Mekke’de risaletin ilk döneminde indirilmiş olması muhtemel olup, 19 âyetten oluşan ve adını ilk âyetteki “yüce, en yüce” anlamındaki الْاَعْلٰى el-a‘lâ kelimesinden alan A‘lâ sûresi, iniş sırasına göre 9, resmî sıralamada ise 87. sûredir.
A‘lâ sûresi, resmî sıralamada öncesindeki Târık sûresiyle “insanın yaratılışı ve kâinata gönderme yapması, vahyin etkinliği ve Kur’ân’ın öğüt vericiliği”nde çok net bir şekilde ortak anlam ilişkisine sahiptir.
A‘lâ sûresi, Yüce Allah’ı tesbîh emriyle başlamakta, “Yaratıp düzene koyan, takdir edip hidayet eden (takdire uygun imkânlar sunan, yol gösteren, topraktan) otlak çıkaran, sonra da onu kapkara kuru ota çeviren Yüce Rabbinin adını tesbih et” şeklinde O’nun yaratıcılığı, düzenleyiciliği, en ince ayrıntısıyla şekillendiriciliği ve her varlığı belli bir amaca hizmet edecek şekilde programlayıcılığı sıfatlarıyla devam etmektedir. Tabiattaki eşsiz düzene temas edilerek, kapkara kuru ota çevrilen yeşillik, insanoğlunun dikkatine sunulmakta ve tabiattaki sanatkârca dönüşümün farkına varılması amaçlanmaktadır.
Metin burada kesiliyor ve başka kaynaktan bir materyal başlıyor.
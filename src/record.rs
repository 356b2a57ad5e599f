//! Line-level parsing for the WordNet `index.*` and `data.*` files.
//!
//! Only the fields needed for synonym lookup are kept: the lemma and its
//! synset offsets from index lines, and the offset and member words from data
//! lines. Pointer blocks, frames and glosses are skipped without validation.

use crate::error::RecordError;

/// Byte offset of a synset record inside its data file.
pub type SynsetOffset = u32;

/// Fixed fields before the pointer symbols on an index line:
/// `lemma pos synset_cnt p_cnt`.
const INDEX_HEAD_FIELDS: usize = 4;
/// `sense_cnt tagsense_cnt`, which sit between the pointer symbols and the offsets.
const INDEX_SENSE_FIELDS: usize = 2;
/// `synset_offset lex_filenum ss_type w_cnt` before the word list on a data line.
const DATA_HEAD_FIELDS: usize = 4;

/// Which family a dictionary file belongs to.
#[derive(Clone, Copy, Debug, Eq, PartialEq)]
pub enum FileKind {
    Index,
    Data,
}

impl FileKind {
    /// Classify a dictionary file by its name: `index.*` files are indices,
    /// everything else is treated as data.
    pub fn from_file_name(name: &str) -> Self {
        if name.starts_with("index") {
            FileKind::Index
        } else {
            FileKind::Data
        }
    }
}

#[derive(Clone, Debug, Eq, PartialEq)]
pub struct IndexRecord {
    pub word: String,
    pub synset_offsets: Vec<SynsetOffset>,
}

#[derive(Clone, Debug, Eq, PartialEq)]
pub struct DataRecord {
    pub offset: SynsetOffset,
    pub words: Vec<String>,
}

#[derive(Clone, Debug, Eq, PartialEq)]
pub enum Record {
    Index(IndexRecord),
    Data(DataRecord),
}

/// Parse one line of a dictionary file.
///
/// Returns `Ok(None)` for license header lines (two leading spaces) and blank
/// lines. Any numeric field that does not parse, or a line shorter than its
/// declared counts, is an error.
pub fn parse_line(line: &str, kind: FileKind) -> Result<Option<Record>, RecordError> {
    if line.starts_with("  ") || line.trim().is_empty() {
        return Ok(None);
    }
    let fields: Vec<&str> = line.split_whitespace().collect();
    let record = match kind {
        FileKind::Index => Record::Index(parse_index_fields(&fields)?),
        FileKind::Data => Record::Data(parse_data_fields(&fields)?),
    };
    Ok(Some(record))
}

fn parse_index_fields(fields: &[&str]) -> Result<IndexRecord, RecordError> {
    require_fields(fields, INDEX_HEAD_FIELDS)?;
    let synset_cnt = parse_decimal(fields[2], "synset_cnt")? as usize;
    let p_cnt = parse_decimal(fields[3], "p_cnt")? as usize;

    let start = INDEX_HEAD_FIELDS + p_cnt + INDEX_SENSE_FIELDS;
    require_fields(fields, start + synset_cnt)?;
    let synset_offsets = fields[start..start + synset_cnt]
        .iter()
        .map(|field| parse_decimal(field, "synset_offset"))
        .collect::<Result<_, _>>()?;

    Ok(IndexRecord {
        word: fields[0].to_lowercase(),
        synset_offsets,
    })
}

fn parse_data_fields(fields: &[&str]) -> Result<DataRecord, RecordError> {
    require_fields(fields, DATA_HEAD_FIELDS)?;
    let offset = parse_decimal(fields[0], "synset_offset")?;
    let w_cnt = u32::from_str_radix(fields[3], 16).map_err(|_| RecordError::InvalidNumber {
        field: "w_cnt",
        value: fields[3].to_string(),
    })? as usize;

    // Each word is followed by its lex_id, which is not needed here.
    let end = DATA_HEAD_FIELDS + 2 * w_cnt;
    require_fields(fields, end)?;
    let words = fields[DATA_HEAD_FIELDS..end]
        .iter()
        .step_by(2)
        .map(|word| word.to_string())
        .collect();

    Ok(DataRecord { offset, words })
}

fn require_fields(fields: &[&str], expected: usize) -> Result<(), RecordError> {
    if fields.len() < expected {
        return Err(RecordError::TooFewFields {
            expected,
            got: fields.len(),
        });
    }
    Ok(())
}

fn parse_decimal(value: &str, field: &'static str) -> Result<u32, RecordError> {
    value.parse().map_err(|_| RecordError::InvalidNumber {
        field,
        value: value.to_string(),
    })
}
6. âyetten itibaren, Hz. Peygamber’e ilâhî vahyin okunup kavratılacağı, onun da vahyi unutmamasının sağlanacağı şu şekilde beyan edilmektedir: “Sana yakında (Kur’ân’ı) Biz okutacağız. Allah’ın dilediği hariç unutmayacaksın. Muhakkak ki O (Allah), açığı ve gizleneni bilir. (Böylece) kolay olanı sana (daha da) kolaylaştıracağız (seni en kolaya muvaffak kılacağız).”
9. âyetten itibaren, gerçeği hatırlatmanın yararlı olacağı belirtilerek, Yüce Allah’a saygı duyanların bu öğütten yararlanacağı, azgınların ise öğütten kaçınıp ateşe yaslanacakları şöyle hatırlatılmaktadır. “O halde, hatırlamak fayda vereceği için gerçeği hatırlat. (Allah’a) derin saygı duyan kişi (gerçeği) hatırlayacaktır. En büyük ateşe girecek olan en azgın kimse ise öğütten kaçınacaktır. Sonra böylesi kişi ateşte ne (tam) ölür, ne de (tam) yaşar.”
14. âyetten itibaren, “Doğrusu (bu dünyada) arınan ve Rabbinin adını anıp (O’na) kulluk eden kişi kurtuluşa (mutluluğa) ermiş (olacak)tır. Fakat siz (ey inançsız insanlar! Bilinçsizce) dünya hayatını tercih ediyorsunuz. Oysa âhiret daha hayırlıdır ve daha kalıcıdır. Muhakkak bu (anlatılanlar), önceki vahiylerde, (meselâ) İbrâhim ve Mûsâ’nın sahifelerinde de vardı” beyanı kendisini arındıranların, Yüce Allah’ın adını anan ve O’na güvenenlerin gerçek arınmayı başaracakları, geri kalanların ise dünyayı tercihlerinin sonucunda âhireti kaybetmiş olacakları belirtilmekte ve bütün bu gerçeklerin evrensel anlamda bütün vahiylerde aynı olduğu ortaya konulmaktadır.